Segment Start: Supplied information

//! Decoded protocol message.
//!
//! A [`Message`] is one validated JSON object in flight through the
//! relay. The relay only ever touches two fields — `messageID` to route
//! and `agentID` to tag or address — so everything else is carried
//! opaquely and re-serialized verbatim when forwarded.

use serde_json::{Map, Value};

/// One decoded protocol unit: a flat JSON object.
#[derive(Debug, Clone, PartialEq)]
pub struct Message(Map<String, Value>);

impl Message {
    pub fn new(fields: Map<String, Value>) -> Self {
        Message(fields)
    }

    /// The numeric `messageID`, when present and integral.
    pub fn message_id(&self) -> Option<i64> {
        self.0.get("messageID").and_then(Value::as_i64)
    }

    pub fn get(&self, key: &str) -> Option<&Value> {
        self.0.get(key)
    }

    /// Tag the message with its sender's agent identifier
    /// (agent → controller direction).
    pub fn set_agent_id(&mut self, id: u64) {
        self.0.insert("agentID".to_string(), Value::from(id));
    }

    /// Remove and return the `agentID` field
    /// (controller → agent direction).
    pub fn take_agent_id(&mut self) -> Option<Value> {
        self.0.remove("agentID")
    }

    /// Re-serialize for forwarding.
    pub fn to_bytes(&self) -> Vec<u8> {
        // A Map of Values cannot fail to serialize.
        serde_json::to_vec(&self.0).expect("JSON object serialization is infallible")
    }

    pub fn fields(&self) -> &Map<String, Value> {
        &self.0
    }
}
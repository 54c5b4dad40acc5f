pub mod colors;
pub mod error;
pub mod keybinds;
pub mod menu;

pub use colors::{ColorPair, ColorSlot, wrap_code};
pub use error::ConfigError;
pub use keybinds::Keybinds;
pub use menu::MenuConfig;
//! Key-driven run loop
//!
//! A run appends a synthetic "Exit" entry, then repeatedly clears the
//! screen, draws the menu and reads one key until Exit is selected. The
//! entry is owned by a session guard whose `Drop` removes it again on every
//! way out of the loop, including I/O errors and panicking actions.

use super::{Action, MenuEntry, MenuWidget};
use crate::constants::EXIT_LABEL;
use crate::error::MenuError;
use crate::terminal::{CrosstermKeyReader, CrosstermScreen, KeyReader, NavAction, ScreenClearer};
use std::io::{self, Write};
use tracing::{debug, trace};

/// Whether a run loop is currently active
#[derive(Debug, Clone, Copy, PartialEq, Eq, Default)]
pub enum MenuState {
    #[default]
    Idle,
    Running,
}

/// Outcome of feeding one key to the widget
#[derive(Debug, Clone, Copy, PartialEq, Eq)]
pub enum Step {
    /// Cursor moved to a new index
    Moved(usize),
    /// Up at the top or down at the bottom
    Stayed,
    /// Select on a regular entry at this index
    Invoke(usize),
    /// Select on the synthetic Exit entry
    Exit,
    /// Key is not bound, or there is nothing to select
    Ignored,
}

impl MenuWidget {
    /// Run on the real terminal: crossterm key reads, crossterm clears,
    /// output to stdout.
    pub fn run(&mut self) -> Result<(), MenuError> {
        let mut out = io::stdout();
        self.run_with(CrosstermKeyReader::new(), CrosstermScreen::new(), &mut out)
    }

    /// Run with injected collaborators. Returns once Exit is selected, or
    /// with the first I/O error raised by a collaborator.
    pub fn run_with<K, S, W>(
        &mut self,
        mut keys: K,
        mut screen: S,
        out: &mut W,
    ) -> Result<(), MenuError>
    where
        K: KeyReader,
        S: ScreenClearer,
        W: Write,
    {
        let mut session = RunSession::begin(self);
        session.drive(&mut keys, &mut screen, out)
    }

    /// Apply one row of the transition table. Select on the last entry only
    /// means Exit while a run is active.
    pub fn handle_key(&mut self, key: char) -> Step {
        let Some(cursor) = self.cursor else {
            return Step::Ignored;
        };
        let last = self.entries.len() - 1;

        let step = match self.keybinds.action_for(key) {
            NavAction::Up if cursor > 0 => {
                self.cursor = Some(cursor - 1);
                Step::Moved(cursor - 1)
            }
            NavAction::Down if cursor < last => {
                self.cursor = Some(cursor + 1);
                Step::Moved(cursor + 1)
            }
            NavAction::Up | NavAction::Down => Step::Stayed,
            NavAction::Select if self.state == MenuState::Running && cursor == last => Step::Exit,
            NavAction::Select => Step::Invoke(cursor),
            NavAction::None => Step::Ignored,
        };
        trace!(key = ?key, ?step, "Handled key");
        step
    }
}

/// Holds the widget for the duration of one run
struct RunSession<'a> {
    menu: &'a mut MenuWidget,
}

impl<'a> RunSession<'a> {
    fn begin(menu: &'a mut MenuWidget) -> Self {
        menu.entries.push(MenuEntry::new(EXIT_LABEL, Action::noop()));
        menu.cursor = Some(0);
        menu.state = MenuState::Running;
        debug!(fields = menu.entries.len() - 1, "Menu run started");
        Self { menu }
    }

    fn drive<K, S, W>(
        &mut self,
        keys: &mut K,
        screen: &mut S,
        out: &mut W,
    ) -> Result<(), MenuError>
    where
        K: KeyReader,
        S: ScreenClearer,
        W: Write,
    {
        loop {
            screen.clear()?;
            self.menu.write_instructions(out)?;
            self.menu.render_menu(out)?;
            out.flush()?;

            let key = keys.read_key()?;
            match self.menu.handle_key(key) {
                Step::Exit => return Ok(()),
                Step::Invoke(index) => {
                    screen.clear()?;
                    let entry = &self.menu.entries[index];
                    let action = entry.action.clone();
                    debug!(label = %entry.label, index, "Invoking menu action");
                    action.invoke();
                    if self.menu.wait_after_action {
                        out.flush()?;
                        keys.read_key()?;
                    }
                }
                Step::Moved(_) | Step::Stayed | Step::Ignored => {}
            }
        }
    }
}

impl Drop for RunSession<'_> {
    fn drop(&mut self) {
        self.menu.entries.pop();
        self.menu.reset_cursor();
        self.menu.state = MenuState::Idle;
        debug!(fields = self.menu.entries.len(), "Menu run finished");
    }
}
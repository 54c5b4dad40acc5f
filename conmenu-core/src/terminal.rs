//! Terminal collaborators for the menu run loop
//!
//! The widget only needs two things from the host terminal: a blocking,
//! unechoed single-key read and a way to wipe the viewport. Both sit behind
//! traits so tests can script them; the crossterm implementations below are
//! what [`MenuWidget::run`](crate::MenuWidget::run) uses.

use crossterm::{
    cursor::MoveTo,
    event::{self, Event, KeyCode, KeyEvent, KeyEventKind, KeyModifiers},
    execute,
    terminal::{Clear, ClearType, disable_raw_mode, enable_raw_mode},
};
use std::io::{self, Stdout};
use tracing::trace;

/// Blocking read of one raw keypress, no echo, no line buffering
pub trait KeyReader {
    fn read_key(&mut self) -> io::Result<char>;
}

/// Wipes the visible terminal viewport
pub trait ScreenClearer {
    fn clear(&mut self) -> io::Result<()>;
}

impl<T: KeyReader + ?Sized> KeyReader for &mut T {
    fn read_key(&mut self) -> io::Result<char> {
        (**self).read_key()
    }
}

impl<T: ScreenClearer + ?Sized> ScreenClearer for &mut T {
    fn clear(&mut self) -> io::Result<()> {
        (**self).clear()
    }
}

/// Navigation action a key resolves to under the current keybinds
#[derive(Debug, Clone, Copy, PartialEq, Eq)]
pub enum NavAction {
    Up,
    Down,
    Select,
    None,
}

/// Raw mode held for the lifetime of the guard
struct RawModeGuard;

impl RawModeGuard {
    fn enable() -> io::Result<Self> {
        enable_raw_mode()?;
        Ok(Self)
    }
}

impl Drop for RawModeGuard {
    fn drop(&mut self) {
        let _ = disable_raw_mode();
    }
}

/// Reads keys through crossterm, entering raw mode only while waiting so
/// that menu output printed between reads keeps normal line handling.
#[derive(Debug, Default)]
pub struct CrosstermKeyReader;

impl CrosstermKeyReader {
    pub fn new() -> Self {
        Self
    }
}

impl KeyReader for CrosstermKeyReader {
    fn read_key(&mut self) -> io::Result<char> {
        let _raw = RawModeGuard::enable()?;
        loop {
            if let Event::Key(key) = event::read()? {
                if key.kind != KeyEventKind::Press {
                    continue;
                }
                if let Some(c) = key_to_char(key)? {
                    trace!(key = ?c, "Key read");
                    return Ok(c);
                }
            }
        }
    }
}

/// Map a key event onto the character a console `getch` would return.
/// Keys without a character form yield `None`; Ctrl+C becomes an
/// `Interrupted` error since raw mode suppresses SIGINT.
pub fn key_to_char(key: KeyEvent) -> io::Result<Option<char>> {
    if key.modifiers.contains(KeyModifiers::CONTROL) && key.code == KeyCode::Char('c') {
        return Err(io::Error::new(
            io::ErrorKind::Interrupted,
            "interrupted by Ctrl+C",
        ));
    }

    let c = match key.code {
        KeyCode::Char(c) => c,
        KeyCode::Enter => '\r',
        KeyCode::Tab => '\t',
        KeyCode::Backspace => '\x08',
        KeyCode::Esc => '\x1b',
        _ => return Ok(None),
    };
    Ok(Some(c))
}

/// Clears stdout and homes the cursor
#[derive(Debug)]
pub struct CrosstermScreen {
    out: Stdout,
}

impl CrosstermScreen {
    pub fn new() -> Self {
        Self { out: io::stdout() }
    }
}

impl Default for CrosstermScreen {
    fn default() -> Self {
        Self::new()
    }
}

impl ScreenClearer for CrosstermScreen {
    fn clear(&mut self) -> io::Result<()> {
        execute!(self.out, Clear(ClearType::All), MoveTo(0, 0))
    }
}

Segment End: Supplied information

Quote only the stretch of lines that starts the data above and ends with the line containing "flat JSON object.", both included.

//! Decoded protocol message.
//!
//! A [`Message`] is one validated JSON object in flight through the
//! relay. The relay only ever touches two fields — `messageID` to route
//! and `agentID` to tag or address — so everything else is carried
//! opaquely and re-serialized verbatim when forwarded.

use serde_json::{Map, Value};

/// One decoded protocol unit: a flat JSON object.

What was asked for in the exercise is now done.